Exercise instructions
Pull every line containing "strictly" from the listing.

Entries provided
* * * * * * *
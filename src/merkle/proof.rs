use serde::{Deserialize, Serialize};

use crate::sm3::Digest;

use super::tree::{hash_leaf, hash_nodes};
use super::types::{MerkleError, PathElement, Side};

/// Sibling path proving a leaf is present under a root.
#[derive(Clone, Debug, PartialEq, Eq, Serialize, Deserialize)]
pub struct InclusionProof {
    /// Path elements in leaf-to-root order.
    pub path: Vec<PathElement>,
}

impl InclusionProof {
    /// Number of path elements.
    pub fn len(&self) -> usize {
        self.path.len()
    }

    /// True for the single-leaf tree, whose proof carries no siblings.
    pub fn is_empty(&self) -> bool {
        self.path.is_empty()
    }
}

/// Present leaf bracketing an absent key, with its own inclusion proof.
#[derive(Clone, Debug, PartialEq, Eq, Serialize, Deserialize)]
pub struct Neighbor {
    /// Index of the neighbor leaf in the sorted sequence.
    pub index: usize,
    /// Raw bytes of the neighbor leaf.
    pub leaf: Vec<u8>,
    /// Inclusion proof binding the neighbor to the root.
    pub proof: InclusionProof,
}

/// Evidence that a key is absent from a tree with byte-sorted leaves.
///
/// An interior gap carries both neighbors; a key sorting before the first
/// or after the last leaf carries only the one that exists.
#[derive(Clone, Debug, PartialEq, Eq, Serialize, Deserialize)]
pub struct NonInclusionProof {
    /// Nearest present leaf sorting strictly below the key.
    pub predecessor: Option<Neighbor>,
    /// Nearest present leaf sorting strictly above the key.
    pub successor: Option<Neighbor>,
}

/// Path length the recursive split dictates for `index` within a tree of
/// `leaf_count` leaves. Promoted odd-tail nodes contribute no element.
fn expected_path_len(mut index: usize, mut count: usize) -> usize {
    let mut len = 0;
    while count > 1 {
        let promoted = count % 2 == 1 && index == count - 1;
        if !promoted {
            len += 1;
        }
        index /= 2;
        count = count.div_ceil(2);
    }
    len
}

/// Recomputes the leaf hash, folds the path in its recorded left/right
/// order and compares against `root`.
///
/// Shape problems (zero leaves, index out of range, path length
/// inconsistent with the stated leaf count) are errors; a well-shaped
/// proof that fails to reproduce the root is `Ok(false)`.
pub fn verify_inclusion(
    root: &Digest,
    leaf: &[u8],
    index: usize,
    leaf_count: usize,
    proof: &InclusionProof,
) -> Result<bool, MerkleError> {
    if leaf_count == 0 {
        return Err(MerkleError::EmptyTree);
    }
    if index >= leaf_count {
        return Err(MerkleError::InvalidIndex { index, leaf_count });
    }
    if proof.path.len() != expected_path_len(index, leaf_count) {
        return Err(MerkleError::MalformedProof {
            reason: "path length inconsistent with index and leaf count",
        });
    }

    let mut digest = hash_leaf(leaf);
    for element in &proof.path {
        digest = match element.side {
            Side::Right => hash_nodes(&digest, &element.sibling),
            Side::Left => hash_nodes(&element.sibling, &digest),
        };
    }
    Ok(digest == *root)
}

/// Checks a bracketing-neighbor absence claim against `root`.
///
/// Both neighbor proofs must verify, the key must sort strictly between
/// the neighbor leaves and the neighbors must be adjacent in the sorted
/// sequence (or sit at the relevant end of it). Ordering and adjacency
/// violations are verification failures (`Ok(false)`); a proof carrying no
/// neighbor at all is malformed.
pub fn verify_non_inclusion(
    root: &Digest,
    key: &[u8],
    leaf_count: usize,
    proof: &NonInclusionProof,
) -> Result<bool, MerkleError> {
    if leaf_count == 0 {
        return Err(MerkleError::EmptyTree);
    }

    if let Some(pred) = &proof.predecessor {
        if !verify_inclusion(root, &pred.leaf, pred.index, leaf_count, &pred.proof)? {
            return Ok(false);
        }
        if pred.leaf.as_slice() >= key {
            return Ok(false);
        }
    }
    if let Some(succ) = &proof.successor {
        if !verify_inclusion(root, &succ.leaf, succ.index, leaf_count, &succ.proof)? {
            return Ok(false);
        }
        if succ.leaf.as_slice() <= key {
            return Ok(false);
        }
    }

    match (&proof.predecessor, &proof.successor) {
        (Some(pred), Some(succ)) => Ok(succ.index == pred.index + 1),
        (Some(pred), None) => Ok(pred.index == leaf_count - 1),
        (None, Some(succ)) => Ok(succ.index == 0),
        (None, None) => Err(MerkleError::MalformedProof {
            reason: "non-inclusion proof carries no bracketing neighbor",
        }),
    }
}
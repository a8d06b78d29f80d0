//! Package path grammar.
//!
//! Matches request pathnames like:
//! - `/react`
//! - `/react@18.2.0`
//! - `/react@18.2.0/umd/react.production.min.js`
//! - `/@scope/name`
//! - `/@scope/name@1.0.0/lib/index.js`

use std::borrow::Cow;

use percent_encoding::percent_decode_str;

/// Captures from a package pathname, percent-decoded.
#[derive(Debug, Clone, PartialEq, Eq)]
pub struct PackagePath {
    /// Full package name (e.g., "@scope/name" or "name").
    pub package_name: String,
    /// Version token between `@` and the next `/`, if any.
    pub version: Option<String>,
    /// Remaining path including its leading `/`, if any.
    pub filename: Option<String>,
}

/// Matches `pathname` against the grammar
///
/// ```text
/// "/" package-name [ "@" version ] [ "/" filename ]
/// package-name := [ "@" scope "/" ] name
/// ```
///
/// where `scope` and `name` contain no `/` or `@`, and `version` contains no
/// `/` (it may contain `@`, as in `/pkg@1.0@beta`). A pathname outside the
/// grammar yields `None`; no match is an expected condition, not a failure.
#[must_use]
pub fn match_package_path(pathname: &str) -> Option<PackagePath> {
    let rest = pathname.strip_prefix('/')?;
    let (package_name, rest) = scan_package_name(rest)?;
    let (version, rest) = scan_version(rest)?;
    let filename = match rest {
        "" => None,
        rest if rest.starts_with('/') => Some(rest),
        _ => return None,
    };

    Some(PackagePath {
        package_name: decode(package_name)?,
        version: match version {
            Some(raw) => Some(decode(raw)?),
            None => None,
        },
        filename: match filename {
            Some(raw) => Some(decode(raw)?),
            None => None,
        },
    })
}

/// Length of the leading run of characters allowed inside a scope or name
/// segment (everything up to the first `/` or `@`).
fn segment_len(input: &str) -> usize {
    input.find(['/', '@']).unwrap_or(input.len())
}

fn scan_package_name(input: &str) -> Option<(&str, &str)> {
    if let Some(after_at) = input.strip_prefix('@') {
        // Scoped: "@scope/name". The scope must be non-empty and must be
        // followed by a '/' (not an '@' or the end of the path).
        let scope_len = segment_len(after_at);
        if scope_len == 0 || !after_at[scope_len..].starts_with('/') {
            return None;
        }
        let after_scope = &after_at[scope_len + 1..];
        let name_len = segment_len(after_scope);
        if name_len == 0 {
            return None;
        }
        let total = 1 + scope_len + 1 + name_len;
        Some((&input[..total], &input[total..]))
    } else {
        let name_len = segment_len(input);
        if name_len == 0 {
            return None;
        }
        Some((&input[..name_len], &input[name_len..]))
    }
}

fn scan_version(input: &str) -> Option<(Option<&str>, &str)> {
    let Some(after_at) = input.strip_prefix('@') else {
        return Some((None, input));
    };
    let end = after_at.find('/').unwrap_or(after_at.len());
    if end == 0 {
        // A dangling '@' ("/pkg@" or "/pkg@/file") fits nowhere in the
        // grammar, so the whole pathname fails to match.
        return None;
    }
    Some((Some(&after_at[..end]), &after_at[end..]))
}

fn decode(raw: &str) -> Option<String> {
    percent_decode_str(raw)
        .decode_utf8()
        .ok()
        .map(Cow::into_owned)
}

#[cfg(test)]
mod tests {
    use super::*;

    fn path(package_name: &str, version: Option<&str>, filename: Option<&str>) -> PackagePath {
        PackagePath {
            package_name: package_name.to_string(),
            version: version.map(str::to_string),
            filename: filename.map(str::to_string),
        }
    }

    #[test]
    fn test_match_bare_name() {
        assert_eq!(
            match_package_path("/react"),
            Some(path("react", None, None))
        );
    }

    #[test]
    fn test_match_name_and_version() {
        assert_eq!(
            match_package_path("/react@18.2.0"),
            Some(path("react", Some("18.2.0"), None))
        );
    }

    #[test]
    fn test_match_name_version_filename() {
        assert_eq!(
            match_package_path("/react@18.2.0/umd/react.production.min.js"),
            Some(path(
                "react",
                Some("18.2.0"),
                Some("/umd/react.production.min.js")
            ))
        );
    }

    #[test]
    fn test_match_filename_without_version() {
        assert_eq!(
            match_package_path("/react/umd/react.js"),
            Some(path("react", None, Some("/umd/react.js")))
        );
    }

    #[test]
    fn test_match_scoped() {
        assert_eq!(
            match_package_path("/@scope/name"),
            Some(path("@scope/name", None, None))
        );
    }

    #[test]
    fn test_match_scoped_with_version_and_filename() {
        assert_eq!(
            match_package_path("/@scope/name@1.0.0/lib/index.js"),
            Some(path("@scope/name", Some("1.0.0"), Some("/lib/index.js")))
        );
    }

    #[test]
    fn test_version_may_contain_at() {
        assert_eq!(
            match_package_path("/pkg@1.0@beta"),
            Some(path("pkg", Some("1.0@beta"), None))
        );
    }

    #[test]
    fn test_trailing_slash_is_captured() {
        assert_eq!(match_package_path("/pkg/"), Some(path("pkg", None, Some("/"))));
    }

    #[test]
    fn test_captures_are_decoded() {
        assert_eq!(
            match_package_path("/pkg%201@1.0%2Dbeta/file%20name.js"),
            Some(path("pkg 1", Some("1.0-beta"), Some("/file name.js")))
        );
    }

    #[test]
    fn test_no_leading_slash_fails() {
        assert_eq!(match_package_path(""), None);
        assert_eq!(match_package_path("react"), None);
    }

    #[test]
    fn test_empty_name_fails() {
        assert_eq!(match_package_path("/"), None);
        assert_eq!(match_package_path("//file.js"), None);
    }

    #[test]
    fn test_bad_scope_fails() {
        assert_eq!(match_package_path("/@"), None);
        assert_eq!(match_package_path("/@scope"), None);
        assert_eq!(match_package_path("/@scope/"), None);
        assert_eq!(match_package_path("/@/name"), None);
        assert_eq!(match_package_path("/@scope@1/name"), None);
    }

    #[test]
    fn test_dangling_at_fails() {
        assert_eq!(match_package_path("/pkg@"), None);
        assert_eq!(match_package_path("/pkg@/file.js"), None);
        assert_eq!(match_package_path("/@scope/name@"), None);
    }

    #[test]
    fn test_undecodable_capture_fails() {
        assert_eq!(match_package_path("/pkg%FF"), None);
    }
}
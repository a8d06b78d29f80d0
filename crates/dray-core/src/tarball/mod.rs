//! Tarball retrieval pipeline.
//!
//! Fetches a package tarball over HTTP and extracts it into a destination
//! directory as the body downloads: chunks flow through a bounded channel
//! into a blocking gunzip + untar task, so extraction starts before the
//! download finishes and a slow disk pauses the network side.

pub mod extract;

use std::path::Path;
use std::sync::Arc;

use bytes::Bytes;
use futures::StreamExt;
use reqwest::Client;
use tokio::sync::mpsc;

use crate::error::FetchError;
use crate::latch::CompletionLatch;

pub use extract::{extract_archive, normalize_entry_name, ChannelReader, DIR_MODE, FILE_MODE};

/// Body chunks buffered between download and extraction before the network
/// side pauses.
const CHUNK_BUFFER: usize = 16;

/// Fetches `tarball_url` and extracts its contents into `output_dir`.
///
/// `output_dir` is created first (intermediate directories included); no
/// network call is made if that fails. Entry names are normalized with
/// [`normalize_entry_name`] and permissions are rewritten to [`DIR_MODE`] /
/// [`FILE_MODE`] as entries are written. The download and the extraction
/// run as separate tasks racing to report through a [`CompletionLatch`], so
/// the caller sees exactly one completion even when both sides fail.
///
/// There are no internal retries, and partially extracted files are left in
/// place on error.
///
/// # Errors
/// [`FetchError::CreateDir`] if the destination cannot be created,
/// [`FetchError::Request`] if the request or its body stream fails,
/// [`FetchError::Status`] on a non-success response, and
/// [`FetchError::Extract`] for decompression, archive, or write failures.
pub async fn fetch_package(
    client: &Client,
    tarball_url: &str,
    output_dir: &Path,
) -> Result<(), FetchError> {
    tokio::fs::create_dir_all(output_dir)
        .await
        .map_err(|source| FetchError::CreateDir {
            path: output_dir.to_path_buf(),
            source,
        })?;

    let response = client
        .get(tarball_url)
        .send()
        .await
        .map_err(|source| FetchError::Request {
            url: tarball_url.to_string(),
            source,
        })?;

    let status = response.status();
    if !status.is_success() {
        return Err(FetchError::Status {
            url: tarball_url.to_string(),
            status,
        });
    }

    let (latch, completion) = CompletionLatch::new();
    let latch = Arc::new(latch);
    let (chunk_tx, chunk_rx) = mpsc::channel::<Bytes>(CHUNK_BUFFER);

    // Network side: forward body chunks until the stream ends or the
    // extraction side hangs up.
    let url = tarball_url.to_string();
    let stream_latch = Arc::clone(&latch);
    tokio::spawn(async move {
        let mut body = response.bytes_stream();
        while let Some(chunk) = body.next().await {
            match chunk {
                Ok(chunk) => {
                    if chunk_tx.send(chunk).await.is_err() {
                        // Extraction already reported; nothing left to feed.
                        break;
                    }
                }
                Err(source) => {
                    stream_latch.complete(Err(FetchError::Request {
                        url: url.clone(),
                        source,
                    }));
                    break;
                }
            }
        }
        // chunk_tx drops here, which reads as end of stream downstream.
    });

    // Extraction side: blocking gunzip + untar fed by the channel.
    let dest = output_dir.to_path_buf();
    let extract_latch = Arc::clone(&latch);
    tokio::task::spawn_blocking(move || {
        let reader = ChannelReader::new(chunk_rx);
        extract_latch.complete(extract_archive(reader, &dest));
    });

    match completion.await {
        Ok(result) => result,
        Err(_) => Err(FetchError::extract(
            "Retrieval ended without reporting completion",
        )),
    }
}
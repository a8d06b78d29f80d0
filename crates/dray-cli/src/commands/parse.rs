//! `dray parse` command.

use dray_core::{parse_package_url, PackageCoordinates};
use miette::Result;
use serde::Serialize;

#[derive(Serialize)]
struct ParseResult<'a> {
    ok: bool,
    #[serde(skip_serializing_if = "Option::is_none")]
    coordinates: Option<&'a PackageCoordinates>,
    #[serde(skip_serializing_if = "Option::is_none")]
    error: Option<String>,
}

/// Parse a package URL and report its coordinates.
pub fn run(url: &str, json: bool) -> Result<()> {
    match parse_package_url(url) {
        Some(coordinates) => {
            if json {
                let result = ParseResult {
                    ok: true,
                    coordinates: Some(&coordinates),
                    error: None,
                };
                println!("{}", serde_json::to_string_pretty(&result).unwrap());
            } else {
                print_human(&coordinates);
            }
            Ok(())
        }
        None => {
            let message = format!("Invalid package URL: {url}");
            if json {
                let result = ParseResult {
                    ok: false,
                    coordinates: None,
                    error: Some(message),
                };
                println!("{}", serde_json::to_string_pretty(&result).unwrap());
            } else {
                eprintln!("error: {message}");
            }
            std::process::exit(1);
        }
    }
}

fn print_human(coords: &PackageCoordinates) {
    println!("package:  {}", coords.package_name);
    println!("version:  {}", coords.version);
    if let Some(filename) = &coords.filename {
        println!("filename: {filename}");
    }
    if !coords.query.is_empty() {
        let pairs: Vec<String> = coords
            .query
            .iter()
            .map(|(key, value)| format!("{key}={value}"))
            .collect();
        println!("query:    {}", pairs.join("&"));
    }
    if let Some(jsonp) = &coords.jsonp_opts {
        match &jsonp.encoding {
            Some(encoding) => println!("jsonp:    {} ({encoding})", jsonp.callback),
            None => println!("jsonp:    {}", jsonp.callback),
        }
    }
}
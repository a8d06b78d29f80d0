#![deny(clippy::all)]
#![warn(clippy::pedantic)]
#![allow(clippy::module_name_repetitions)]
#![allow(clippy::needless_pass_by_value)]
#![allow(clippy::too_many_lines)]
#![allow(clippy::missing_errors_doc)]
#![allow(clippy::missing_panics_doc)]
// parse and url always succeed once clap has accepted the arguments, but
// every command reports through the same Result-returning signature
#![allow(clippy::unnecessary_wraps)]

mod commands;
mod logging;
mod registry;

use clap::Parser;
use miette::Result;
use std::path::PathBuf;

#[derive(Parser, Debug)]
#[command(name = "dray")]
#[command(author, version, about = "Package URL coordinates and tarball retrieval", long_about = None)]
struct Cli {
    /// Increase logging verbosity (-v for DEBUG, -vv for TRACE)
    #[arg(short, long, action = clap::ArgAction::Count, global = true)]
    verbose: u8,

    /// Emit JSON formatted output (stable, machine-readable)
    #[arg(long, global = true)]
    json: bool,

    #[command(subcommand)]
    command: Commands,
}

#[derive(clap::Subcommand, Debug)]
enum Commands {
    /// Parse a package request URL into coordinates
    Parse {
        /// Request URL, e.g. "/@scope/name@1.0.0/lib/index.js?main=browser"
        url: String,
    },

    /// Build the canonical path for a set of coordinates
    Url {
        /// Package name ("name" or "@scope/name")
        name: String,

        /// Version token (omitted = no version segment)
        #[arg(long)]
        version: Option<String>,

        /// Path inside the package, leading '/' included
        #[arg(long)]
        filename: Option<String>,

        /// Query string to append, leading '?' included
        #[arg(long)]
        search: Option<String>,
    },

    /// Fetch a package tarball and extract it into a directory
    Fetch {
        /// Request path (leading '/') resolved through the registry, or a
        /// direct tarball URL
        target: String,

        /// Directory to extract into
        #[arg(short, long, value_name = "DIR")]
        output: PathBuf,

        /// Registry used to resolve request paths
        #[arg(long, env = registry::REGISTRY_ENV, default_value = registry::DEFAULT_REGISTRY)]
        registry: String,
    },
}

fn main() -> Result<()> {
    let cli = Cli::parse();

    logging::init(cli.verbose, cli.json);

    match cli.command {
        Commands::Parse { url } => commands::parse::run(&url, cli.json),
        Commands::Url {
            name,
            version,
            filename,
            search,
        } => commands::url::run(
            &name,
            version.as_deref(),
            filename.as_deref(),
            search.as_deref(),
            cli.json,
        ),
        Commands::Fetch {
            target,
            output,
            registry,
        } => commands::fetch::run(&target, &output, &registry, cli.json),
    }
}
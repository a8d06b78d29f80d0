use std::sync::Mutex;

use tokio::sync::oneshot;

/// Single-assignment completion cell shared between the tasks of a
/// retrieval. Both the network side and the extraction side can race to
/// report an outcome; only the first write is delivered to the receiver.
pub struct CompletionLatch<T> {
    slot: Mutex<Option<oneshot::Sender<T>>>,
}

impl<T> CompletionLatch<T> {
    /// Creates a latch and the receiver its single value is delivered to.
    #[must_use]
    pub fn new() -> (Self, oneshot::Receiver<T>) {
        let (tx, rx) = oneshot::channel();
        (
            Self {
                slot: Mutex::new(Some(tx)),
            },
            rx,
        )
    }

    /// Delivers `value` if nothing has been delivered yet. Returns whether
    /// this call decided the outcome; `false` means an earlier completion
    /// already won (or the receiver is gone) and `value` was dropped.
    pub fn complete(&self, value: T) -> bool {
        let Ok(mut slot) = self.slot.lock() else {
            return false;
        };
        match slot.take() {
            Some(tx) => tx.send(value).is_ok(),
            None => false,
        }
    }
}

#[cfg(test)]
mod tests {
    use super::*;

    #[test]
    fn test_first_completion_wins() {
        let (latch, mut rx) = CompletionLatch::new();
        assert!(latch.complete(1));
        assert!(!latch.complete(2));
        assert_eq!(rx.try_recv(), Ok(1));
    }

    #[test]
    fn test_complete_after_receiver_dropped() {
        let (latch, rx) = CompletionLatch::<u32>::new();
        drop(rx);
        assert!(!latch.complete(1));
    }

    #[test]
    fn test_shared_across_threads() {
        let (latch, mut rx) = CompletionLatch::new();
        let latch = std::sync::Arc::new(latch);

        let handles: Vec<_> = (0..4)
            .map(|i| {
                let latch = std::sync::Arc::clone(&latch);
                std::thread::spawn(move || latch.complete(i))
            })
            .collect();

        let decided = handles
            .into_iter()
            .map(|h| h.join().unwrap())
            .filter(|won| *won)
            .count();
        assert_eq!(decided, 1);
        assert!(rx.try_recv().is_ok());
    }
}
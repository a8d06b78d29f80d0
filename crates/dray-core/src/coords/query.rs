use std::collections::BTreeMap;

use serde::Serialize;
use url::form_urlencoded;

/// Query parameters a package URL may carry. Anything else fails the whole
/// parse, so typos and unsupported options surface immediately instead of
/// being ignored.
pub const RECOGNIZED_QUERY_KEYS: &[&str] = &["main", "json", "jsonp", "callback", "encoding"];

/// Returns true iff every key of `query` is recognized.
#[must_use]
pub fn query_is_valid(query: &BTreeMap<String, String>) -> bool {
    query
        .keys()
        .all(|key| RECOGNIZED_QUERY_KEYS.contains(&key.as_str()))
}

/// Parses a raw query string (no leading `?`) into a decoded map. Repeated
/// keys keep the last value.
#[must_use]
pub fn parse_query(search: &str) -> BTreeMap<String, String> {
    form_urlencoded::parse(search.as_bytes())
        .map(|(key, value)| (key.into_owned(), value.into_owned()))
        .collect()
}

/// JSONP rendering options derived from the query: `callback` (with `jsonp`
/// accepted as an alias) and an optional `encoding`.
#[derive(Debug, Clone, PartialEq, Eq, Serialize)]
pub struct JsonpOpts {
    pub callback: String,
    #[serde(skip_serializing_if = "Option::is_none")]
    pub encoding: Option<String>,
}

impl JsonpOpts {
    /// Derives options from a decoded query map. Empty values count as
    /// absent, so `?callback=&jsonp=cb` still selects `cb`.
    #[must_use]
    pub fn from_query(query: &BTreeMap<String, String>) -> Option<Self> {
        let callback = query
            .get("callback")
            .filter(|value| !value.is_empty())
            .or_else(|| query.get("jsonp").filter(|value| !value.is_empty()))?;
        Some(Self {
            callback: callback.clone(),
            encoding: query
                .get("encoding")
                .filter(|value| !value.is_empty())
                .cloned(),
        })
    }

    /// Reserializes the options as a `?callback=...[&encoding=...]` suffix
    /// for redirect locations.
    #[must_use]
    pub fn to_search(&self) -> String {
        let mut pairs = form_urlencoded::Serializer::new(String::new());
        pairs.append_pair("callback", &self.callback);
        if let Some(encoding) = &self.encoding {
            pairs.append_pair("encoding", encoding);
        }
        format!("?{}", pairs.finish())
    }
}

#[cfg(test)]
mod tests {
    use super::*;

    fn query(pairs: &[(&str, &str)]) -> BTreeMap<String, String> {
        pairs
            .iter()
            .map(|(k, v)| ((*k).to_string(), (*v).to_string()))
            .collect()
    }

    #[test]
    fn test_recognized_keys_are_valid() {
        assert!(query_is_valid(&query(&[])));
        assert!(query_is_valid(&query(&[("main", "browser")])));
        assert!(query_is_valid(&query(&[
            ("callback", "cb"),
            ("encoding", "utf8"),
            ("json", ""),
        ])));
    }

    #[test]
    fn test_unknown_key_is_invalid() {
        assert!(!query_is_valid(&query(&[("mian", "browser")])));
        assert!(!query_is_valid(&query(&[("main", "browser"), ("x", "1")])));
    }

    #[test]
    fn test_parse_query_decodes_pairs() {
        let parsed = parse_query("main=browser&callback=my%20cb");
        assert_eq!(parsed.get("main").map(String::as_str), Some("browser"));
        assert_eq!(parsed.get("callback").map(String::as_str), Some("my cb"));
    }

    #[test]
    fn test_parse_query_plus_is_space() {
        let parsed = parse_query("callback=my+cb");
        assert_eq!(parsed.get("callback").map(String::as_str), Some("my cb"));
    }

    #[test]
    fn test_parse_query_last_value_wins() {
        let parsed = parse_query("main=a&main=b");
        assert_eq!(parsed.get("main").map(String::as_str), Some("b"));
    }

    #[test]
    fn test_parse_query_valueless_key() {
        let parsed = parse_query("json");
        assert_eq!(parsed.get("json").map(String::as_str), Some(""));
    }

    #[test]
    fn test_jsonp_opts_from_callback() {
        let opts = JsonpOpts::from_query(&query(&[("callback", "cb"), ("encoding", "utf8")]));
        assert_eq!(
            opts,
            Some(JsonpOpts {
                callback: "cb".to_string(),
                encoding: Some("utf8".to_string()),
            })
        );
    }

    #[test]
    fn test_jsonp_opts_from_jsonp_alias() {
        let opts = JsonpOpts::from_query(&query(&[("jsonp", "cb")]));
        assert_eq!(
            opts,
            Some(JsonpOpts {
                callback: "cb".to_string(),
                encoding: None,
            })
        );
    }

    #[test]
    fn test_jsonp_opts_callback_preferred_over_alias() {
        let opts = JsonpOpts::from_query(&query(&[("callback", "a"), ("jsonp", "b")]));
        assert_eq!(opts.map(|o| o.callback), Some("a".to_string()));
    }

    #[test]
    fn test_jsonp_opts_empty_callback_falls_through() {
        let opts = JsonpOpts::from_query(&query(&[("callback", ""), ("jsonp", "cb")]));
        assert_eq!(opts.map(|o| o.callback), Some("cb".to_string()));
    }

    #[test]
    fn test_jsonp_opts_absent_without_callback() {
        assert_eq!(JsonpOpts::from_query(&query(&[("main", "browser")])), None);
        assert_eq!(JsonpOpts::from_query(&query(&[("callback", "")])), None);
    }

    #[test]
    fn test_to_search_with_encoding() {
        let opts = JsonpOpts {
            callback: "cb".to_string(),
            encoding: Some("utf8".to_string()),
        };
        assert_eq!(opts.to_search(), "?callback=cb&encoding=utf8");
    }

    #[test]
    fn test_to_search_without_encoding() {
        let opts = JsonpOpts {
            callback: "cb".to_string(),
            encoding: None,
        };
        assert_eq!(opts.to_search(), "?callback=cb");
    }

    #[test]
    fn test_to_search_encodes_values() {
        let opts = JsonpOpts {
            callback: "my cb&x".to_string(),
            encoding: None,
        };
        assert_eq!(opts.to_search(), "?callback=my+cb%26x");
    }
}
* * * * * * *
Task result
    /// Nearest present leaf sorting strictly below the key.
    /// Nearest present leaf sorting strictly above the key.
/// Both neighbor proofs must verify, the key must sort strictly between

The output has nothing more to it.